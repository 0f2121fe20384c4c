//! SurrealDB-backed store
//!
//! One `SurrealStore` implements both repositories on top of a single client,
//! so users, subjects and relationships live in the same database.

pub mod base;
pub mod relationship;
pub mod schema;
pub mod user;

pub use base::SurrealStore;

/// Table holding user accounts
pub(crate) const USER_TABLE: &str = "user";

/// Table holding subject reference data
pub(crate) const SUBJECT_TABLE: &str = "subject";

/// Table holding relationship records
pub(crate) const RELATIONSHIP_TABLE: &str = "relationship";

> _Task statement_
The records shown above should be given again word for word.

> _Answer below_
repository 0f2121fe20384c4c
//! SurrealDB-backed store
//!
//! One `SurrealStore` implements both repositories on top of a single client,
//! so users, subjects and relationships live in the same database.

pub mod base;
pub mod relationship;
pub mod schema;
pub mod user;

pub use base::SurrealStore;

/// Table holding user accounts
pub(crate) const USER_TABLE: &str = "user";

/// Table holding subject reference data
pub(crate) const SUBJECT_TABLE: &str = "subject";

/// Table holding relationship records
pub(crate) const RELATIONSHIP_TABLE: &str = "relationship";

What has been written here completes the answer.